■ Task description
Among the records that follow, set down only the lines from the one containing "let desire = Desire::new(min, ideal, max)?;" to the one containing "pub fn tie_break_jitter(&self)", both included, exactly.

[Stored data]
____
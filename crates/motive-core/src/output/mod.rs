//! Output
//!
//! Action statistics and reports produced while a simulation runs.

pub mod stats;

pub use stats::{ActionLog, ActorSummary, StatsSummary};
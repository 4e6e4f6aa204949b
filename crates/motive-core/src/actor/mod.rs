//! Actors
//!
//! An actor tracks its motive values, what it wants from each motive, the
//! items it owns and the actions it can take on its own. Each turn the driver
//! calls [`Actor::update`], [`Actor::consider_next_action`] and
//! [`Actor::perform_next_action`] in that order.

pub mod selection;
pub mod utility;

pub use selection::{Choice, SelectionState, DEFAULT_TIE_BREAK_JITTER};
pub use utility::{ActionUtility, MotiveUtility};

use motive_events::ActionSink;
use rand::Rng;
use std::collections::HashMap;
use std::sync::Arc;
use tracing::debug;

use crate::action::ActionRef;
use crate::error::ModelError;
use crate::item::Item;
use crate::motive::{Desire, Motive, MotiveUpdate};

use selection::{Selection, Step};

/// Motive weight used when none has been set
pub const DEFAULT_MOTIVE_WEIGHT: f64 = 1.0;

/// Foresight used when none has been set
pub const DEFAULT_FORESIGHT: f64 = 1.0;

/// An autonomous agent driven by its motives.
#[derive(Debug, Clone)]
pub struct Actor {
    name: String,
    /// Current value per motive name; absent means 0
    motives: HashMap<String, f64>,
    motive_updates: Vec<(Motive, Arc<dyn MotiveUpdate>)>,
    desires: HashMap<String, Desire>,
    motive_weights: HashMap<String, f64>,
    actions: Vec<ActionRef>,
    /// Owned items in acquisition order, unique by name
    items: Vec<Item>,
    foresight: f64,
    tie_break_jitter: f64,
    selection: Selection,
}

impl Actor {
    pub fn new(name: impl Into<String>) -> Self {
        Self {
            name: name.into(),
            motives: HashMap::new(),
            motive_updates: Vec::new(),
            desires: HashMap::new(),
            motive_weights: HashMap::new(),
            actions: Vec::new(),
            items: Vec::new(),
            foresight: DEFAULT_FORESIGHT,
            tie_break_jitter: DEFAULT_TIE_BREAK_JITTER,
            selection: Selection::default(),
        }
    }

    pub fn name(&self) -> &str {
        &self.name
    }

    /// Add `amount` to a motive, clamped to the motive's bounds
    pub fn add_motive(&mut self, motive: &Motive, amount: f64) {
        let value = motive.clamp_value(self.motive(motive) + amount);
        self.motives.insert(motive.name().to_string(), value);
    }

    /// Current value of a motive (0 if never touched)
    pub fn motive(&self, motive: &Motive) -> f64 {
        self.motives.get(motive.name()).copied().unwrap_or(0.0)
    }

    /// Every motive value the actor has, by motive name
    pub fn motive_values(&self) -> &HashMap<String, f64> {
        &self.motives
    }

    /// Apply `update` to `motive` every turn. Replaces an earlier rule for the same motive.
    pub fn register_motive_update(&mut self, motive: &Motive, update: impl MotiveUpdate + 'static) {
        let update: Arc<dyn MotiveUpdate> = Arc::new(update);
        match self.motive_updates.iter_mut().find(|(m, _)| m == motive) {
            Some(entry) => *entry = (motive.clone(), update),
            None => self.motive_updates.push((motive.clone(), update)),
        }
    }

    /// Motives with a registered per-turn update
    pub fn updated_motives(&self) -> impl Iterator<Item = &Motive> + '_ {
        self.motive_updates.iter().map(|(motive, _)| motive)
    }

    /// Run every registered motive update once
    pub fn update(&mut self) {
        let updates = self.motive_updates.clone();
        for (motive, update) in &updates {
            update.update(motive, self);
        }
    }

    /// Register (or replace) the desired range for a motive
    pub fn register_desire(
        &mut self,
        motive: &Motive,
        min: i32,
        ideal: i32,
        max: i32,
    ) -> Result<(), ModelError> {
        let desire = Desire::new(min, ideal, max)?;
        self.desires.insert(motive.name().to_string(), desire);
        Ok(())
    }

    pub fn desire(&self, motive: &Motive) -> Option<&Desire> {
        self.desires.get(motive.name())
    }

    /// Set how much a motive matters. Must be non-negative and finite.
    pub fn set_motive_weight(&mut self, motive: &Motive, weight: f64) -> Result<(), ModelError> {
        if !(weight >= 0.0 && weight.is_finite()) {
            return Err(ModelError::InvalidWeight {
                motive: motive.name().to_string(),
                weight,
            });
        }
        let name = motive.name().to_string();
        self.motive_weights.insert(name, weight);
        Ok(())
    }

    pub fn motive_weight(&self, motive: &Motive) -> f64 {
        self.motive_weights
            .get(motive.name())
            .copied()
            .unwrap_or(DEFAULT_MOTIVE_WEIGHT)
    }

    pub fn foresight(&self) -> f64 {
        self.foresight
    }

    pub fn set_foresight(&mut self, foresight: f64) {
        self.foresight = foresight;
    }

    pub fn tie_break_jitter(&self) -> f64 {
        self.tie_break_jitter
    }

    /// Upper bound of the random amount subtracted from each candidate's
    /// score. Zero makes selection deterministic (first best wins).
    pub fn set_tie_break_jitter(&mut self, jitter: f64) {
        self.tie_break_jitter = jitter.max(0.0);
    }

    pub fn add_action(&mut self, action: ActionRef) {
        self.actions.push(action);
    }

    /// Stop offering `action`. Returns false if the actor did not have it.
    pub fn remove_action(&mut self, action: &ActionRef) -> bool {
        let before = self.actions.len();
        self.actions.retain(|a| !Arc::ptr_eq(a, action));
        self.actions.len() != before
    }

    pub fn actions(&self) -> &[ActionRef] {
        &self.actions
    }

    /// Take ownership of an item, merging it into an owned item of the same name.
    pub fn add_item(&mut self, item: Item) {
        match self.items.iter_mut().find(|owned| **owned == item) {
            Some(owned) => owned.merge(&item),
            None => self.items.push(item),
        }
    }

    pub fn remove_item(&mut self, name: &str) -> Option<Item> {
        let index = self.items.iter().position(|item| item.name() == name)?;
        Some(self.items.remove(index))
    }

    pub fn item(&self, name: &str) -> Option<&Item> {
        self.items.iter().find(|item| item.name() == name)
    }

    pub fn owns_item(&self, name: &str) -> bool {
        self.item(name).is_some()
    }

    pub fn items(&self) -> &[Item] {
        &self.items
    }

    /// Spend one use of an owned item, dropping it once empty
    pub(crate) fn use_item(&mut self, name: &str) {
        let Some(index) = self.items.iter().position(|item| item.name() == name) else {
            return;
        };
        if self.items[index].use_once() {
            debug!(actor = %self.name, item = name, "item used up");
            self.items.remove(index);
        }
    }

    /// Decide what to do this turn.
    ///
    /// An action already under way keeps running unless it has become
    /// invalid, in which case it is dropped along with its progress. When
    /// nothing is under way, every valid action from the actor and its items
    /// is scored and the best one is held.
    pub fn consider_next_action<R: Rng>(&mut self, rng: &mut R) -> Option<ActionRef> {
        if !self.selection.still_valid(self) {
            if let Some(dropped) = self.selection.interrupt() {
                debug!(
                    actor = %self.name,
                    action = dropped.action.name(),
                    "interrupted action"
                );
            }
        }
        if self.selection.is_idle() {
            let choice = selection::best_action(self, rng);
            self.selection.hold(choice);
        }
        self.current_action()
    }

    /// Carry out the held action for one turn.
    ///
    /// Starting or continuing a multi-turn action has no effect. On the final
    /// turn the action's changes apply, the event goes to `log`, and an item
    /// provider spends one use. Returns the action worked on, if any.
    pub fn perform_next_action(&mut self, log: &mut dyn ActionSink) -> Option<ActionRef> {
        match self.selection.advance() {
            Step::Idle => None,
            Step::Waiting(action) => Some(action),
            Step::Complete(choice) => {
                choice.action.perform(self, &choice.provider, log);
                choice.provider.action_performed(self);
                Some(choice.action)
            }
        }
    }

    /// The action currently held, pending or in progress
    pub fn current_action(&self) -> Option<ActionRef> {
        self.selection.held().map(|c| Arc::clone(&c.action))
    }

    pub fn current_choice(&self) -> Option<&Choice> {
        self.selection.held()
    }

    pub fn selection_state(&self) -> SelectionState {
        self.selection.state()
    }
}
____
■ Response to the exercise
        let desire = Desire::new(min, ideal, max)?;
        self.desires.insert(motive.name().to_string(), desire);
        Ok(())
    }

    pub fn desire(&self, motive: &Motive) -> Option<&Desire> {
        self.desires.get(motive.name())
    }

    /// Set how much a motive matters. Must be non-negative and finite.
    pub fn set_motive_weight(&mut self, motive: &Motive, weight: f64) -> Result<(), ModelError> {
        if !(weight >= 0.0 && weight.is_finite()) {
            return Err(ModelError::InvalidWeight {
                motive: motive.name().to_string(),
                weight,
            });
        }
        let name = motive.name().to_string();
        self.motive_weights.insert(name, weight);
        Ok(())
    }

    pub fn motive_weight(&self, motive: &Motive) -> f64 {
        self.motive_weights
            .get(motive.name())
            .copied()
            .unwrap_or(DEFAULT_MOTIVE_WEIGHT)
    }

    pub fn foresight(&self) -> f64 {
        self.foresight
    }

    pub fn set_foresight(&mut self, foresight: f64) {
        self.foresight = foresight;
    }

    pub fn tie_break_jitter(&self) -> f64 {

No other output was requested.